Los padres son, en efecto, los protagonistas y primeros responsables de esta educación. Mientras que la enseñanza promueve los conocimientos necesarios para la vida, en especial para el ejercicio de la profesión, la educación cultiva la capacidad del individuo para desenvolverse en la vida como persona, lo que depende sobre todo de la familia. El hogar, además de ser el sitio donde cada uno es querido por sí mismo, es el lugar apropiado para la educación en la virtud. La educación simultánea de amor y renuncia es de gran importancia para la vida. Educar es comunicar que hay valores, especialmente el valor del amor, que hacen que la vida tenga sentido. Entre estos valores está una religiosidad bien orientada, con la que el niño se inicia en el amor a Dios y a los demás, y el evitar comportamientos peligrosos. Son los padres quienes enseñan los modelos básicos de conducta, especialmente a través de su comportamiento y actitudes, es decir con su testimonio. Los niños aprenden imitando a sus padres, por lo que los valores o falta de valores de éstos repercuten en ellos.

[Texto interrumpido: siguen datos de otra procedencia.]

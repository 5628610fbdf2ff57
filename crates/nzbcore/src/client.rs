//! High-level polling facade over the active downloader.
//!
//! Owns the currently-active adapter, publishes queue snapshots on a watch
//! channel, and keeps itself in sync with profile changes coming from the
//! [`ProfileStore`]. Queue consumers subscribe once and receive
//! `Option<NzbQueue>` updates: `Some` snapshots while an adapter is active
//! (including degraded `"Error"` snapshots when a refresh tick fails), and
//! `None` when no downloader is configured.

use std::sync::{Arc, Mutex};
use std::time::Duration;

use serde_json::Value;
use tokio::sync::{watch, RwLock};
use tokio::task::JoinHandle;

use crate::downloader::models::{AddNzbOptions, NzbAddUrlResult, NzbQueue, NzbQueueItem, NzbResult};
use crate::downloader::traits::Downloader;
use crate::downloader::AnyDownloader;
use crate::options::ProfileStore;

pub const DEFAULT_REFRESH_INTERVAL: Duration = Duration::from_secs(10);

pub struct NzbClient {
    store: Arc<dyn ProfileStore>,
    active: RwLock<Option<Arc<AnyDownloader>>>,
    queue_tx: watch::Sender<Option<NzbQueue>>,
    // std Mutex: handles are only touched synchronously, never across await
    refresh_handle: Mutex<Option<JoinHandle<()>>>,
    watch_handle: Mutex<Option<JoinHandle<()>>>,
}

impl NzbClient {
    /// Builds the facade, activates the store's current profile and starts
    /// following profile changes. Does not start periodic refresh; call
    /// [`start_refresh`](Self::start_refresh) for that.
    pub async fn new(store: Arc<dyn ProfileStore>) -> Arc<Self> {
        let (queue_tx, _) = watch::channel(None);
        let client = Arc::new(Self {
            store,
            active: RwLock::new(None),
            queue_tx,
            refresh_handle: Mutex::new(None),
            watch_handle: Mutex::new(None),
        });
        client.reload().await;
        client.spawn_profile_watch();
        client
    }

    /// Re-reads the active profile and swaps the adapter wholesale. A
    /// misconfigured or absent profile clears the adapter rather than
    /// keeping a stale one.
    pub async fn reload(&self) {
        let adapter = match self.store.get_active_downloader().await {
            Ok(Some(options)) => match AnyDownloader::from_options(&options) {
                Ok(adapter) => Some(Arc::new(adapter)),
                Err(e) => {
                    log::warn!("Cannot activate downloader '{}': {}", options.name, e);
                    None
                }
            },
            Ok(None) => None,
            Err(e) => {
                log::warn!("Cannot read active downloader profile: {}", e);
                None
            }
        };
        *self.active.write().await = adapter;
        self.refresh_queue().await;
    }

    /// The adapter currently in use, if any.
    pub async fn active_downloader(&self) -> Option<Arc<AnyDownloader>> {
        self.active.read().await.clone()
    }

    /// Queue snapshot subscription. The receiver immediately holds the
    /// latest published value.
    pub fn subscribe(&self) -> watch::Receiver<Option<NzbQueue>> {
        self.queue_tx.subscribe()
    }

    /// Follows the profile store's change stream for the facade's
    /// lifetime. Holds only a weak reference so the facade can drop while
    /// the store outlives it.
    fn spawn_profile_watch(self: &Arc<Self>) {
        let weak = Arc::downgrade(self);
        let mut rx = self.store.watch_active_downloader();
        let handle = tokio::spawn(async move {
            while rx.changed().await.is_ok() {
                match weak.upgrade() {
                    Some(client) => client.reload().await,
                    None => break,
                }
            }
        });
        if let Ok(mut slot) = self.watch_handle.lock() {
            *slot = Some(handle);
        }
    }

    /// Starts (or restarts) periodic queue refresh at the given interval.
    pub fn start_refresh(self: &Arc<Self>, interval: Duration) {
        self.stop_refresh();
        let weak = Arc::downgrade(self);
        let handle = tokio::spawn(async move {
            let mut ticker = tokio::time::interval(interval);
            // first tick fires immediately; skip it, new() already refreshed
            ticker.tick().await;
            loop {
                ticker.tick().await;
                match weak.upgrade() {
                    Some(client) => client.refresh_queue().await,
                    None => break,
                }
            }
        });
        if let Ok(mut slot) = self.refresh_handle.lock() {
            *slot = Some(handle);
        }
    }

    pub fn stop_refresh(&self) {
        if let Ok(mut slot) = self.refresh_handle.lock() {
            if let Some(handle) = slot.take() {
                handle.abort();
            }
        }
    }

    /// One refresh tick: fetch a fresh snapshot and publish it. A failed
    /// fetch publishes a degraded `"Error"` snapshot instead of killing
    /// the refresh cycle.
    pub async fn refresh_queue(&self) {
        let snapshot = match self.active_downloader().await {
            Some(adapter) => match adapter.get_queue().await {
                Ok(queue) => Some(queue),
                Err(e) => {
                    log::warn!("Queue refresh failed for '{}': {}", adapter.name(), e);
                    Some(NzbQueue::error_snapshot(adapter.name(), adapter.downloader_type()))
                }
            },
            None => None,
        };
        // send_replace stores the value even with zero receivers, so a
        // later subscriber still sees the latest snapshot
        self.queue_tx.send_replace(snapshot);
    }

    /// Queue-level controls are no-op successes without an adapter: a
    /// toggle against nothing has trivially succeeded.
    async fn control<F, Fut>(&self, operation: &str, f: F) -> NzbResult
    where
        F: FnOnce(Arc<AnyDownloader>) -> Fut,
        Fut: std::future::Future<Output = NzbResult>,
    {
        match self.active_downloader().await {
            Some(adapter) => {
                let result = f(adapter).await;
                self.refresh_queue().await;
                result
            }
            None => NzbResult::ok(operation, Value::Null),
        }
    }

    pub async fn pause_queue(&self) -> NzbResult {
        self.control("pause_queue", |adapter| async move { adapter.pause_queue().await })
            .await
    }

    pub async fn resume_queue(&self) -> NzbResult {
        self.control("resume_queue", |adapter| async move { adapter.resume_queue().await })
            .await
    }

    pub async fn set_max_speed(&self, bytes: u64) -> NzbResult {
        self.control("set_max_speed", |adapter| async move {
            adapter.set_max_speed(bytes).await
        })
        .await
    }

    /// Adds are not no-ops: without an adapter the NZB has nowhere to go.
    pub async fn add_url(&self, url: &str, options: &AddNzbOptions) -> NzbAddUrlResult {
        match self.active_downloader().await {
            Some(adapter) => {
                let result = adapter.add_url(url, options).await;
                self.refresh_queue().await;
                result
            }
            None => NzbAddUrlResult::fail("no active downloader"),
        }
    }

    pub async fn add_file(&self, filename: &str, content: Vec<u8>, options: &AddNzbOptions) -> NzbAddUrlResult {
        match self.active_downloader().await {
            Some(adapter) => {
                let result = adapter.add_file(filename, content, options).await;
                self.refresh_queue().await;
                result
            }
            None => NzbAddUrlResult::fail("no active downloader"),
        }
    }

    pub async fn remove_id(&self, id: &str) -> NzbResult {
        let id = id.to_string();
        self.control("remove_id", |adapter| async move { adapter.remove_id(&id).await })
            .await
    }

    pub async fn pause_id(&self, id: &str) -> NzbResult {
        let id = id.to_string();
        self.control("pause_id", |adapter| async move { adapter.pause_id(&id).await })
            .await
    }

    pub async fn resume_id(&self, id: &str) -> NzbResult {
        let id = id.to_string();
        self.control("resume_id", |adapter| async move { adapter.resume_id(&id).await })
            .await
    }

    pub async fn remove_item(&self, item: &NzbQueueItem) -> NzbResult {
        self.remove_id(&item.id).await
    }

    pub async fn pause_item(&self, item: &NzbQueueItem) -> NzbResult {
        self.pause_id(&item.id).await
    }

    pub async fn resume_item(&self, item: &NzbQueueItem) -> NzbResult {
        self.resume_id(&item.id).await
    }
}

impl Drop for NzbClient {
    fn drop(&mut self) {
        for slot in [&self.refresh_handle, &self.watch_handle] {
            if let Ok(mut guard) = slot.lock() {
                if let Some(handle) = guard.take() {
                    handle.abort();
                }
            }
        }
    }
}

La vía del menor esfuerzo no conduce a la maduración y reduce el ámbito de la libertad.
Los sentimientos y las manifestaciones de amor hacia sus hijos no se producen de la misma forma en el padre y en la madre. El amor materno se preocupa más de las necesidades inmediatas del hijo y es más tierno, pero también los padres cuidan de ellos, aunque su amor es menos reconocido, y se ocupan de su bienestar y futuro.
Cuando hablamos de educación pensamos de modo preferente en los niños, adolescentes y jóvenes. Sin embargo, los adultos no debemos olvidar que la educación es una tarea permanente, que nunca podemos declarar terminada, porque incluso en el Más Allá siempre estaremos aprendiendo cosas nuevas del Dios infinito.